■ Stored data:

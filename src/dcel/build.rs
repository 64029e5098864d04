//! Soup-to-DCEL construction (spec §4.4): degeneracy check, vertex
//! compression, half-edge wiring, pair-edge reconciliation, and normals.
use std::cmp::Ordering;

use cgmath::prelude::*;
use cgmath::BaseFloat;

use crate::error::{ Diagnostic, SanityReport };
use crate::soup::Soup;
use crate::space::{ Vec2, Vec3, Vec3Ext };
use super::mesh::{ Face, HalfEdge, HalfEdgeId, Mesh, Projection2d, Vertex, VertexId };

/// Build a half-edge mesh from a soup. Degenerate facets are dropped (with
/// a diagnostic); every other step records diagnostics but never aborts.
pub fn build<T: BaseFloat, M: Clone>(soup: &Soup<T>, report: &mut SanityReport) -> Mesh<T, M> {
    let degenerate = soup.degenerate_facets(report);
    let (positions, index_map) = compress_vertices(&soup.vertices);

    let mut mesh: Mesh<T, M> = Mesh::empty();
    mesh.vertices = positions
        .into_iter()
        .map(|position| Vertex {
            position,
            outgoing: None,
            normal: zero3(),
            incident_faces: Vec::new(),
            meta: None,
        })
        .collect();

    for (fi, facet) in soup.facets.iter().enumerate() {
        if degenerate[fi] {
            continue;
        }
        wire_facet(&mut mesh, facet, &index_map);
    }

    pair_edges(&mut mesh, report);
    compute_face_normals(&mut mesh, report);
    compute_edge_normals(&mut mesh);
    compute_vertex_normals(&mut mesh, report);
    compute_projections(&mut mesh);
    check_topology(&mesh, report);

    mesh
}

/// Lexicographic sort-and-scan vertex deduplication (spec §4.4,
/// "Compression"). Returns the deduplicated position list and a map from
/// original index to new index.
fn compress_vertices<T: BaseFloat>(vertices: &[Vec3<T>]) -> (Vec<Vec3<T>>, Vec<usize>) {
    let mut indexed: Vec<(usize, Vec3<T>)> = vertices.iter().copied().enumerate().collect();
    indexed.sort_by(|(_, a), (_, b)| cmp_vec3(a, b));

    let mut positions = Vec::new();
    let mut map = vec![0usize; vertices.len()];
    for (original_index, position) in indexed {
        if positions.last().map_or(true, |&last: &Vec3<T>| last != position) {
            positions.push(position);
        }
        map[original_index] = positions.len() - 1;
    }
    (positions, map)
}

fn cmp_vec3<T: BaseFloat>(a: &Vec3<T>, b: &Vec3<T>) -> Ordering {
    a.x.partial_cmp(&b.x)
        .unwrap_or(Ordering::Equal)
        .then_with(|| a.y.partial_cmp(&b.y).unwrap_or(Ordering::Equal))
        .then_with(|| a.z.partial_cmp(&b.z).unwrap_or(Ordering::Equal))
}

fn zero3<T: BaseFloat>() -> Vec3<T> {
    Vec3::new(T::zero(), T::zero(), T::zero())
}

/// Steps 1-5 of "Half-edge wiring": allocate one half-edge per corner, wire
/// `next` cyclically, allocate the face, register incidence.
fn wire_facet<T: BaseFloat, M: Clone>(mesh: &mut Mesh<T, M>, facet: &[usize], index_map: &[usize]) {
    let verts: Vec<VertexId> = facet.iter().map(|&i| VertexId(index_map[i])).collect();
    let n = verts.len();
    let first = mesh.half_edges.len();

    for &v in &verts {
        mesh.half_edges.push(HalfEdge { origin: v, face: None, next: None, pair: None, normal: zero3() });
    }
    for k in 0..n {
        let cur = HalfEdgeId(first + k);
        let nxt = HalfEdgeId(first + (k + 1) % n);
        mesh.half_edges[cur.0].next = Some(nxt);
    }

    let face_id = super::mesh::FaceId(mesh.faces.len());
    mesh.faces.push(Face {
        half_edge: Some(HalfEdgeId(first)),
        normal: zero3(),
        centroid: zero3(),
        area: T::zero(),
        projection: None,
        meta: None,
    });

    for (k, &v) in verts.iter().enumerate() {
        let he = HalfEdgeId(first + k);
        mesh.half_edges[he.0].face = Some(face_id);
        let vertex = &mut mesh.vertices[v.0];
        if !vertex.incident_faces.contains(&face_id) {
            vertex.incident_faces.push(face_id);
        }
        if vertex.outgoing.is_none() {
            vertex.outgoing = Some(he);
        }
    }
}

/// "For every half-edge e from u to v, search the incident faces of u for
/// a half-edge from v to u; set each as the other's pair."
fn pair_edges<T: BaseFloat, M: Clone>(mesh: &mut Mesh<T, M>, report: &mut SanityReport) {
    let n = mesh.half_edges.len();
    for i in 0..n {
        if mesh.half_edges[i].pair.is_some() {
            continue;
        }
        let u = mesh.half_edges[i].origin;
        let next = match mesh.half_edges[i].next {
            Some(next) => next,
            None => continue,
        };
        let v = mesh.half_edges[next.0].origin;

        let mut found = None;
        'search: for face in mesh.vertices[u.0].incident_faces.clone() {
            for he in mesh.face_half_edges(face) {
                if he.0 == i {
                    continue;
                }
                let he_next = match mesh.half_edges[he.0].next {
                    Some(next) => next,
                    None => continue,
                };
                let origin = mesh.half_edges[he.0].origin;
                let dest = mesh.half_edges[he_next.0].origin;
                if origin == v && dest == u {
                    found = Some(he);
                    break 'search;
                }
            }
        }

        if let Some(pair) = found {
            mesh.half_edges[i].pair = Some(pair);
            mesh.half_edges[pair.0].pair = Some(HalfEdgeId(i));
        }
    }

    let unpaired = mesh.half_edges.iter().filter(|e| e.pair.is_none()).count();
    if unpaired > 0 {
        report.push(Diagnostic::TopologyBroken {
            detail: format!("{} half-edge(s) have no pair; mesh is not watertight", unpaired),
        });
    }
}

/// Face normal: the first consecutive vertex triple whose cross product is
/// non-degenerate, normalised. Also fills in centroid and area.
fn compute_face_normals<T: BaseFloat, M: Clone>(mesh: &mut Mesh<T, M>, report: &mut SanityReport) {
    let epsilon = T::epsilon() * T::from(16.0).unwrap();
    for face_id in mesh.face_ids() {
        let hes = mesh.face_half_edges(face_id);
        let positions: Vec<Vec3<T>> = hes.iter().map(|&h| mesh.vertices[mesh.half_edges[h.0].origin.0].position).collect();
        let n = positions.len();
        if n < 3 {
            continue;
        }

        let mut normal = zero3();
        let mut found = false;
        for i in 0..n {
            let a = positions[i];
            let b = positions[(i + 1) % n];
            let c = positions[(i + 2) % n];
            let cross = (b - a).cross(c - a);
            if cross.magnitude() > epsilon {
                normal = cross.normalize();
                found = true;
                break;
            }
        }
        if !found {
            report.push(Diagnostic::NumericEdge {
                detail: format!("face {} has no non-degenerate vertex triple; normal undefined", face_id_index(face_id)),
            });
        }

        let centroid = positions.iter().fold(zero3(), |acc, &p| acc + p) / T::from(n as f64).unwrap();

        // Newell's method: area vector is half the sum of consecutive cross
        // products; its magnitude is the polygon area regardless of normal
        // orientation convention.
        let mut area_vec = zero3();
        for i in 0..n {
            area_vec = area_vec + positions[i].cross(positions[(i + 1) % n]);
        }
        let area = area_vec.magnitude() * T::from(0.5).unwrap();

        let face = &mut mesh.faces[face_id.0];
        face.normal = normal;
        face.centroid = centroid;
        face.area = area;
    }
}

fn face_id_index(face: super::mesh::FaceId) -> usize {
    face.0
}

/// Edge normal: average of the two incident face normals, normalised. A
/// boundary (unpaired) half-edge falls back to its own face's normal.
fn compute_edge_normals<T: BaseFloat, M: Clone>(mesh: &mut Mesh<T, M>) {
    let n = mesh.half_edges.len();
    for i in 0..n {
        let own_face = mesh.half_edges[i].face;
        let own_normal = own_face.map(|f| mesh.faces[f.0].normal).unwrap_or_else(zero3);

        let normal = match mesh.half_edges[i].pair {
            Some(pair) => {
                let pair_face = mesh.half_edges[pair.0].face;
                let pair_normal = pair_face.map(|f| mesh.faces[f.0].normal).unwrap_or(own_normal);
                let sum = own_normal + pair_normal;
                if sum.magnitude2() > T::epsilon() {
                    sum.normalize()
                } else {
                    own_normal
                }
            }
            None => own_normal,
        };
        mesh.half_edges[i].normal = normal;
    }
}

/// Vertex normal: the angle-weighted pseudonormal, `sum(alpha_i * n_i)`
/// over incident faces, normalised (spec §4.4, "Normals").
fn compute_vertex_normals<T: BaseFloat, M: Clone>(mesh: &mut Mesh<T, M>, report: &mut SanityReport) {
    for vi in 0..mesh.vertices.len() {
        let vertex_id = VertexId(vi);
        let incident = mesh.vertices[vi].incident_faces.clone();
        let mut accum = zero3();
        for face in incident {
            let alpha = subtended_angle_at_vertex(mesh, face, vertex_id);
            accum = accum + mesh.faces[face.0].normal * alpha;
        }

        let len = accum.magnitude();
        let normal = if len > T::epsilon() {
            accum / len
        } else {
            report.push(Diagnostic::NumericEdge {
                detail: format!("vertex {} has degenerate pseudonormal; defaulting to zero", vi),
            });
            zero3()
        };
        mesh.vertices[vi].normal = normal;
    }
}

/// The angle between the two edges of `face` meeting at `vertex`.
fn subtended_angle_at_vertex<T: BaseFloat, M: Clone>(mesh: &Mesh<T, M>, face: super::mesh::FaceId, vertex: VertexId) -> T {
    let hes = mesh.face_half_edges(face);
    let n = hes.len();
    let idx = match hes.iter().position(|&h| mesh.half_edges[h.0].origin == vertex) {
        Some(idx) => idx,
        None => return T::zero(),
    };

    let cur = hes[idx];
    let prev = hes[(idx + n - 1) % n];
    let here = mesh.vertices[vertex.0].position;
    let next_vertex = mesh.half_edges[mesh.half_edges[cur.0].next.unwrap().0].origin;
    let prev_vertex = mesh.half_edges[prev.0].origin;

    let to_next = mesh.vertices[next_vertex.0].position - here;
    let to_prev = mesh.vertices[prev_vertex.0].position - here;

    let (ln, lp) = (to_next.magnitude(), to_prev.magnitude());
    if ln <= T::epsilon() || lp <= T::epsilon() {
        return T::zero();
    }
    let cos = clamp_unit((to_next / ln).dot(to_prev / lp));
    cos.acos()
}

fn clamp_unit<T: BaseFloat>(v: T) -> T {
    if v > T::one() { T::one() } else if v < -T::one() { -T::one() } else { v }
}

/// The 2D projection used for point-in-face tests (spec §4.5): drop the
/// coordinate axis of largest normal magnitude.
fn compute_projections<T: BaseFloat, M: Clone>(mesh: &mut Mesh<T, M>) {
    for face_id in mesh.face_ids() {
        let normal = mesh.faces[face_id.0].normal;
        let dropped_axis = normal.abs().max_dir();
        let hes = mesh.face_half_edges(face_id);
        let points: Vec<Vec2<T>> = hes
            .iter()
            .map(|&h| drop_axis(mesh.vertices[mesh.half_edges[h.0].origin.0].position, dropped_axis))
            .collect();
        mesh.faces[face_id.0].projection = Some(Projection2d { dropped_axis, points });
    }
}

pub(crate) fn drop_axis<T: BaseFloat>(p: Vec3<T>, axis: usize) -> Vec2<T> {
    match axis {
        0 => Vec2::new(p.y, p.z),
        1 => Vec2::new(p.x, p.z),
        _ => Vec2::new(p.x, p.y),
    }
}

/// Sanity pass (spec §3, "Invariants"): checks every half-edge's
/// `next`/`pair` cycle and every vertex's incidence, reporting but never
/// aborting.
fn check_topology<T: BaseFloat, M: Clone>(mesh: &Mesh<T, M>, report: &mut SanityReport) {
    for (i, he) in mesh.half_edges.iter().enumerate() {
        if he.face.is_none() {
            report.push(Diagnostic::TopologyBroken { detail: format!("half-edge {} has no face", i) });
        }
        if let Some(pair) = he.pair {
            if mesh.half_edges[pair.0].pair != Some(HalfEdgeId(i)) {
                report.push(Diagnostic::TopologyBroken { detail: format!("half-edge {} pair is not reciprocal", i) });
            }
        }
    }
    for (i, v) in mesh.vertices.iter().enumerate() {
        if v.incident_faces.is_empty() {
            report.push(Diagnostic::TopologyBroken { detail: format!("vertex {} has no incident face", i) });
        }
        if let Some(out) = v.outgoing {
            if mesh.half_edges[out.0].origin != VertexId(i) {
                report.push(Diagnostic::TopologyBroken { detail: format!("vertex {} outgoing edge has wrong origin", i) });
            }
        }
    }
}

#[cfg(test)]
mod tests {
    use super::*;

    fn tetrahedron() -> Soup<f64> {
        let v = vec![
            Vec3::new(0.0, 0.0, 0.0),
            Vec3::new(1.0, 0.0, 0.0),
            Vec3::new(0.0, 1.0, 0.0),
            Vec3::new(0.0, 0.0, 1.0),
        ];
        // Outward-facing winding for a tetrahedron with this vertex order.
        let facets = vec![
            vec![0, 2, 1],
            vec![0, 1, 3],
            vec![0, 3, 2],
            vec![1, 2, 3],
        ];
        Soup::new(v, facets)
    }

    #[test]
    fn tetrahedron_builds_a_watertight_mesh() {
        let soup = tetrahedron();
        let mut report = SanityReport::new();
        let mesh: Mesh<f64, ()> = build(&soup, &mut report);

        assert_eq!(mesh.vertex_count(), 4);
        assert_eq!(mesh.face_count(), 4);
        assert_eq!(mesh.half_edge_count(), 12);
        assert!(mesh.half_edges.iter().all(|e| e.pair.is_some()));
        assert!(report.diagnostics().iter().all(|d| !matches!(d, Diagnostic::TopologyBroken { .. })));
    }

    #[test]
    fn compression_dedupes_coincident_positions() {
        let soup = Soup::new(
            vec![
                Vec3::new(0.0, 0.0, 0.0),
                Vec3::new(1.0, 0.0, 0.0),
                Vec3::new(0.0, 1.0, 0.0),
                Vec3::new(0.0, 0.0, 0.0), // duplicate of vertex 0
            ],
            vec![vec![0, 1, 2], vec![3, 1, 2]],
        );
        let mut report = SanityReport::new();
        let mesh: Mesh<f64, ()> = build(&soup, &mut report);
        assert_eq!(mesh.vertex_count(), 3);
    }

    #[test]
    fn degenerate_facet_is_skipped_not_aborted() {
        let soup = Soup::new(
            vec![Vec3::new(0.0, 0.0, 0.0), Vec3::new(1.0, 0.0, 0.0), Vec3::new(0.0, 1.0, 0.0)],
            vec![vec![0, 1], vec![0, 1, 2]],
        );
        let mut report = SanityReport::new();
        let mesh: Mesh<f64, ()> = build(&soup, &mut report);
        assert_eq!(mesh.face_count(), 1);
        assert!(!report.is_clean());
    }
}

■ What is required: Whenever a line in the data above contains the word "cross", include it in the tally, and report only the final number.

■ Exercise response: 6